Low-carb diets are a proven aid to weight loss. Although these diets have a diuretic effect and some of the weight you lose is water weight, several studies have shown that you also lose fat on a low-carb diet. Low-carb diets might not be appropriate for everyone, so always consult your doctor before changing your eating habits.
Low-Carb Diets
There are many popular low-carb diets, and each recommends a different amount of carbohydrates. The University of Maryland Medical Center says that you need to eat between 100 and 150 grams of carbs daily to ensure adequate nutrition. Some phases of low-carb diets restrict carb intake to 30 grams daily; although this is the low end of the spectrum and usually occurs at the beginning of the diet to jump start weight loss and stop food cravings. Low-carb diets tend to be higher in protein and fat and have been criticized for being high in cholesterol and saturated fats, according to the Mayo Clinic website.
Water Weight
Your body stores carbohydrates and fats, but not protein. When carbs are restricted, your body uses its stores to provide energy. According to Danish obesity expert Dr. Arne Astrup, fluid is bound to stored carbohydrates; when your body uses those stored carbs, the fluids are released and need to be eliminated -- hence the diuretic nature of the diet. However, even though you lose water weight on a low-carb diet, you also lose fat.
Weight Loss
Most low-carb diets don't require you to count calories; but people often end up eating fewer calories on a low-carb diet because of restricted food choices. Also, protein and fat slow digestion, which promotes a feeling of satisfaction and fullness; you may simply eat less because you aren't as hungry. Weight loss occurs when you eat fewer calories than your body needs, forcing your body to use stored energy. Your body can convert either muscle or fat to fuel. But because low-carb diets generally have adequate amounts of protein, your body is more likely to convert fat rather than muscle to energy.
Side Effects
Headaches, bad breath, muscle cramps, fatigue and constipation have all been reported as side effects of low-carb diets.

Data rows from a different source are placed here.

//! Store counters.

use std::sync::atomic::{AtomicU64, Ordering};
use std::time::Duration;

/// Live counters updated by the store's access path.
#[derive(Debug, Default)]
pub(crate) struct StatsCounter {
    hits: AtomicU64,
    misses: AtomicU64,
    load_successes: AtomicU64,
    load_failures: AtomicU64,
    evictions: AtomicU64,
    total_load_nanos: AtomicU64,
}

impl StatsCounter {
    pub(crate) fn record_hit(&self) {
        self.hits.fetch_add(1, Ordering::Relaxed);
    }

    pub(crate) fn record_miss(&self) {
        self.misses.fetch_add(1, Ordering::Relaxed);
    }

    pub(crate) fn record_load_success(&self, took: Duration) {
        self.load_successes.fetch_add(1, Ordering::Relaxed);
        self.total_load_nanos.fetch_add(took.as_nanos() as u64, Ordering::Relaxed);
    }

    pub(crate) fn record_load_failure(&self, took: Duration) {
        self.load_failures.fetch_add(1, Ordering::Relaxed);
        self.total_load_nanos.fetch_add(took.as_nanos() as u64, Ordering::Relaxed);
    }

    pub(crate) fn record_evictions(&self, n: u64) {
        self.evictions.fetch_add(n, Ordering::Relaxed);
    }

    pub(crate) fn snapshot(&self) -> StoreStats {
        StoreStats {
            hit_count: self.hits.load(Ordering::Relaxed),
            miss_count: self.misses.load(Ordering::Relaxed),
            load_success_count: self.load_successes.load(Ordering::Relaxed),
            load_failure_count: self.load_failures.load(Ordering::Relaxed),
            eviction_count: self.evictions.load(Ordering::Relaxed),
            total_load_time: Duration::from_nanos(self.total_load_nanos.load(Ordering::Relaxed)),
        }
    }
}

/// Point-in-time copy of the store counters. Counters only grow.
#[derive(Debug, Clone, Copy, Default, PartialEq, Eq)]
pub struct StoreStats {
    pub hit_count: u64,
    pub miss_count: u64,
    pub load_success_count: u64,
    pub load_failure_count: u64,
    pub eviction_count: u64,
    pub total_load_time: Duration,
}

impl StoreStats {
    pub fn request_count(&self) -> u64 {
        self.hit_count + self.miss_count
    }

    /// Fraction of requests served by a live entry; 1.0 when there were none.
    pub fn hit_rate(&self) -> f64 {
        match self.request_count() {
            0 => 1.0,
            n => self.hit_count as f64 / n as f64,
        }
    }
}

#[cfg(test)]
mod tests {
    use super::*;

    #[test]
    fn hit_rate_over_requests() {
        let counter = StatsCounter::default();
        assert_eq!(counter.snapshot().hit_rate(), 1.0);

        counter.record_miss();
        counter.record_hit();
        counter.record_hit();
        counter.record_hit();
        let s = counter.snapshot();
        assert_eq!(s.request_count(), 4);
        assert_eq!(s.hit_rate(), 0.75);
    }
}
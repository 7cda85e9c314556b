//! Monitor registry: the place composite monitors announce themselves so
//! pollers can find them.

use std::sync::Arc;

use dashmap::DashMap;
use dyngauge_core::MonitorId;

use crate::monitor::CompositeMonitor;

pub trait MonitorRegistry: Send + Sync {
    /// Register `monitor` under its id. An existing registration for the
    /// same id is replaced.
    fn register(&self, monitor: Arc<dyn CompositeMonitor>);
    fn unregister(&self, id: &MonitorId) -> Option<Arc<dyn CompositeMonitor>>;
    fn registered(&self) -> Vec<Arc<dyn CompositeMonitor>>;
    fn is_registered(&self, id: &MonitorId) -> bool;
}

/// In-process registry backed by `DashMap`.
#[derive(Default)]
pub struct DefaultMonitorRegistry {
    monitors: DashMap<MonitorId, Arc<dyn CompositeMonitor>>,
}

impl DefaultMonitorRegistry {
    pub fn new() -> Self {
        Self { monitors: DashMap::new() }
    }
}

impl MonitorRegistry for DefaultMonitorRegistry {
    fn register(&self, monitor: Arc<dyn CompositeMonitor>) {
        let id = monitor.id().clone();
        if self.monitors.insert(id.clone(), monitor).is_some() {
            tracing::warn!(%id, "monitor registered twice; previous registration replaced");
        } else {
            tracing::debug!(%id, "monitor registered");
        }
    }

    fn unregister(&self, id: &MonitorId) -> Option<Arc<dyn CompositeMonitor>> {
        self.monitors.remove(id).map(|(_, m)| m)
    }

    fn registered(&self) -> Vec<Arc<dyn CompositeMonitor>> {
        self.monitors.iter().map(|r| Arc::clone(r.value())).collect()
    }

    fn is_registered(&self, id: &MonitorId) -> bool {
        self.monitors.contains_key(id)
    }
}
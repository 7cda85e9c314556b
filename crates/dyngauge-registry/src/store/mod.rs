//! Concurrent expire-after-access store with single-flight creation.
//!
//! Entries live in a `DashMap`. A hit only takes the shard read lock; a miss
//! takes the shard write lock through the entry API and runs the factory while
//! holding it, so racing callers for the same key wait for that one
//! construction and then observe its result. Keys in other shards are not
//! blocked.
//!
//! There is no background timer. Every call checks whether a sweep is due
//! (at most one per sweep interval, claimed by a single caller) and prunes
//! expired entries inline. Between sweeps an expired entry may still occupy
//! memory, but it is never handed out by `get_or_create`, listed by
//! `snapshot`, or counted by `size`.
//!
//! The factory must not call back into the store it belongs to: it runs under
//! the shard write lock.

mod stats;

use std::fmt;
use std::hash::Hash;
use std::sync::atomic::{AtomicBool, AtomicU64, Ordering};
use std::sync::Arc;
use std::time::{Duration, Instant};

use dashmap::mapref::entry::Entry as MapEntry;
use dashmap::DashMap;
use dyngauge_core::error::{DynGaugeError, Result};

use crate::clock::{Clock, MonotonicClock};

use stats::StatsCounter;
pub use stats::StoreStats;

type Factory<K, V> = Box<dyn Fn(&K) -> Result<V> + Send + Sync>;

/// Read-only view of a store's counters, independent of its key/value types.
pub trait StatsSource: Send + Sync {
    fn stats(&self) -> StoreStats;
    fn size(&self) -> usize;
}

struct Slot<V> {
    value: Arc<V>,
    /// Nanoseconds since the store's origin.
    last_access: AtomicU64,
}

impl<V> Slot<V> {
    fn new(value: Arc<V>, now: u64) -> Self {
        Self { value, last_access: AtomicU64::new(now) }
    }

    fn touch(&self, now: u64) {
        self.last_access.fetch_max(now, Ordering::Relaxed);
    }

    fn idle(&self, now: u64) -> u64 {
        now.saturating_sub(self.last_access.load(Ordering::Relaxed))
    }
}

pub struct ExpiringStore<K, V> {
    map: DashMap<K, Slot<V>>,
    factory: Factory<K, V>,
    ttl_nanos: u64,
    sweep_interval_nanos: u64,
    clock: Arc<dyn Clock>,
    origin: Instant,
    last_sweep: AtomicU64,
    sweeping: AtomicBool,
    stats: StatsCounter,
}

pub struct ExpiringStoreBuilder {
    expire_after_access: Duration,
    sweep_interval: Option<Duration>,
    clock: Arc<dyn Clock>,
}

impl Default for ExpiringStoreBuilder {
    fn default() -> Self {
        Self {
            expire_after_access: Duration::from_secs(15 * 60),
            sweep_interval: None,
            clock: Arc::new(MonotonicClock),
        }
    }
}

impl ExpiringStoreBuilder {
    pub fn new() -> Self {
        Self::default()
    }

    /// Inactivity window measured from the last access of an entry.
    pub fn expire_after_access(mut self, ttl: Duration) -> Self {
        self.expire_after_access = ttl;
        self
    }

    /// Minimum spacing between inline sweeps. Defaults to half the window.
    pub fn sweep_interval(mut self, every: Duration) -> Self {
        self.sweep_interval = Some(every);
        self
    }

    pub fn clock(mut self, clock: Arc<dyn Clock>) -> Self {
        self.clock = clock;
        self
    }

    pub fn build<K, V, F>(self, factory: F) -> ExpiringStore<K, V>
    where
        K: Eq + Hash,
        F: Fn(&K) -> Result<V> + Send + Sync + 'static,
    {
        let ttl_nanos = duration_nanos(self.expire_after_access);
        let sweep_interval_nanos = self
            .sweep_interval
            .map(duration_nanos)
            .unwrap_or(ttl_nanos / 2)
            .max(1);
        let origin = self.clock.now();

        ExpiringStore {
            map: DashMap::new(),
            factory: Box::new(factory),
            ttl_nanos,
            sweep_interval_nanos,
            clock: self.clock,
            origin,
            last_sweep: AtomicU64::new(0),
            sweeping: AtomicBool::new(false),
            stats: StatsCounter::default(),
        }
    }
}

fn duration_nanos(d: Duration) -> u64 {
    u64::try_from(d.as_nanos()).unwrap_or(u64::MAX)
}

impl<K, V> ExpiringStore<K, V>
where
    K: Eq + Hash + Clone + fmt::Display,
{
    /// Return the live value for `key`, creating it if absent or expired.
    ///
    /// Refreshes the entry's last-access time. A factory error is returned to
    /// the caller and nothing is installed for `key`.
    pub fn get_or_create(&self, key: &K) -> Result<Arc<V>> {
        let now = self.tick();
        self.maybe_sweep(now);

        if let Some(slot) = self.map.get(key) {
            if !self.expired(&slot, now) {
                slot.touch(now);
                self.stats.record_hit();
                return Ok(Arc::clone(&slot.value));
            }
        }

        match self.map.entry(key.clone()) {
            MapEntry::Occupied(mut occupied) => {
                // Another caller may have installed it between the read and the write lock.
                if !self.expired(occupied.get(), now) {
                    occupied.get().touch(now);
                    self.stats.record_hit();
                    return Ok(Arc::clone(&occupied.get().value));
                }
                self.stats.record_evictions(1);
                match self.load(key) {
                    Ok(value) => {
                        occupied.insert(Slot::new(Arc::clone(&value), now));
                        Ok(value)
                    }
                    Err(e) => {
                        occupied.remove();
                        Err(e)
                    }
                }
            }
            MapEntry::Vacant(vacant) => {
                let value = self.load(key)?;
                vacant.insert(Slot::new(Arc::clone(&value), now));
                Ok(value)
            }
        }
    }

    /// Live values at call time. Weakly consistent with concurrent writers.
    pub fn snapshot(&self) -> Vec<Arc<V>> {
        let now = self.tick();
        self.maybe_sweep(now);
        self.map
            .iter()
            .filter(|r| !self.expired(r.value(), now))
            .map(|r| Arc::clone(&r.value().value))
            .collect()
    }

    /// Number of live entries, counted the same way `snapshot` filters them.
    pub fn size(&self) -> usize {
        let now = self.tick();
        self.maybe_sweep(now);
        self.map.iter().filter(|r| !self.expired(r.value(), now)).count()
    }

    pub fn stats(&self) -> StoreStats {
        self.stats.snapshot()
    }

    pub fn expire_after_access(&self) -> Duration {
        Duration::from_nanos(self.ttl_nanos)
    }

    fn load(&self, key: &K) -> Result<Arc<V>> {
        self.stats.record_miss();
        // Load time is wall time, also under a paused clock.
        let started = Instant::now();
        match (self.factory)(key) {
            Ok(v) => {
                self.stats.record_load_success(started.elapsed());
                Ok(Arc::new(v))
            }
            Err(e) => {
                self.stats.record_load_failure(started.elapsed());
                tracing::error!(id = %key, error = %e, "failed to create monitor");
                Err(match e {
                    e @ DynGaugeError::Creation { .. } => e,
                    other => DynGaugeError::Creation { id: key.to_string(), reason: other.to_string() },
                })
            }
        }
    }

    fn tick(&self) -> u64 {
        duration_nanos(self.clock.now().saturating_duration_since(self.origin))
    }

    fn expired(&self, slot: &Slot<V>, now: u64) -> bool {
        slot.idle(now) > self.ttl_nanos
    }

    fn maybe_sweep(&self, now: u64) {
        let last = self.last_sweep.load(Ordering::Relaxed);
        if now.saturating_sub(last) < self.sweep_interval_nanos {
            return;
        }
        if self
            .sweeping
            .compare_exchange(false, true, Ordering::Acquire, Ordering::Relaxed)
            .is_err()
        {
            return;
        }
        self.last_sweep.store(now, Ordering::Relaxed);

        let ttl = self.ttl_nanos;
        let mut evicted = 0u64;
        self.map.retain(|_, slot| {
            let keep = slot.idle(now) <= ttl;
            if !keep {
                evicted += 1;
            }
            keep
        });
        self.sweeping.store(false, Ordering::Release);

        if evicted > 0 {
            self.stats.record_evictions(evicted);
            tracing::debug!(evicted, remaining = self.map.len(), "pruned expired entries");
        }
    }
}

impl<K, V> StatsSource for ExpiringStore<K, V>
where
    K: Eq + Hash + Clone + fmt::Display + Send + Sync,
    V: Send + Sync,
{
    fn stats(&self) -> StoreStats {
        ExpiringStore::stats(self)
    }

    fn size(&self) -> usize {
        ExpiringStore::size(self)
    }
}

impl<K: Eq + Hash, V> fmt::Debug for ExpiringStore<K, V> {
    fn fmt(&self, f: &mut fmt::Formatter<'_>) -> fmt::Result {
        f.debug_struct("ExpiringStore")
            .field("entries", &self.map.len())
            .field("expire_after_access", &Duration::from_nanos(self.ttl_nanos))
            .field("stats", &self.stats.snapshot())
            .finish()
    }
}

#[cfg(test)]
mod tests {
    #![allow(clippy::unwrap_used)]

    use super::*;
    use crate::clock::PausedClock;

    fn store(clock: &PausedClock) -> ExpiringStore<String, u32> {
        ExpiringStoreBuilder::new()
            .expire_after_access(Duration::from_secs(10))
            .clock(Arc::new(clock.clone()))
            .build(|k: &String| Ok(k.len() as u32))
    }

    #[test]
    fn hit_refreshes_last_access() {
        let clock = PausedClock::default();
        let s = store(&clock);
        let first = s.get_or_create(&"abc".to_string()).unwrap();

        clock.advance(Duration::from_secs(8));
        let again = s.get_or_create(&"abc".to_string()).unwrap();
        assert!(Arc::ptr_eq(&first, &again));

        // 16s after creation but only 8s after the last access.
        clock.advance(Duration::from_secs(8));
        assert_eq!(s.size(), 1);
        let third = s.get_or_create(&"abc".to_string()).unwrap();
        assert!(Arc::ptr_eq(&first, &third));
    }

    #[test]
    fn expired_entry_is_hidden_before_sweep_and_replaced_on_access() {
        let clock = PausedClock::default();
        let s: ExpiringStore<String, u32> = ExpiringStoreBuilder::new()
            .expire_after_access(Duration::from_secs(10))
            .sweep_interval(Duration::from_secs(3600))
            .clock(Arc::new(clock.clone()))
            .build(|k: &String| Ok(k.len() as u32));

        let first = s.get_or_create(&"k".to_string()).unwrap();
        clock.advance(Duration::from_secs(11));

        assert_eq!(s.size(), 0);
        assert!(s.snapshot().is_empty());

        let second = s.get_or_create(&"k".to_string()).unwrap();
        assert!(!Arc::ptr_eq(&first, &second));
        assert_eq!(s.stats().eviction_count, 1);
        assert_eq!(s.stats().miss_count, 2);
    }

    #[test]
    fn sweep_prunes_and_counts_evictions() {
        let clock = PausedClock::default();
        let s = store(&clock);
        for k in ["a", "b", "c"] {
            s.get_or_create(&k.to_string()).unwrap();
        }
        clock.advance(Duration::from_secs(11));
        s.get_or_create(&"d".to_string()).unwrap();

        assert_eq!(s.map.len(), 1);
        assert_eq!(s.stats().eviction_count, 3);
    }

    #[test]
    fn factory_error_installs_nothing() {
        let s: ExpiringStore<String, u32> = ExpiringStoreBuilder::new()
            .build(|k: &String| Err(DynGaugeError::Internal(format!("no gauge for {k}"))));

        let err = s.get_or_create(&"boom".to_string()).unwrap_err();
        assert!(matches!(err, DynGaugeError::Creation { ref id, .. } if id == "boom"));
        assert_eq!(s.size(), 0);
        assert_eq!(s.stats().load_failure_count, 1);
        assert_eq!(s.stats().load_success_count, 0);
    }
}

Constipation may be caused by a lack of fiber, since complex carbohydrates such as whole grains and legumes are restricted. Bad breath could be a sign of ketosis -- a byproduct of breaking down stored fat. Headaches may result from low blood sugar, called hypoglycemia. When you brain doesn't have the glucose it needs, blood vessels constrict, increasing blood pressure and causing headaches.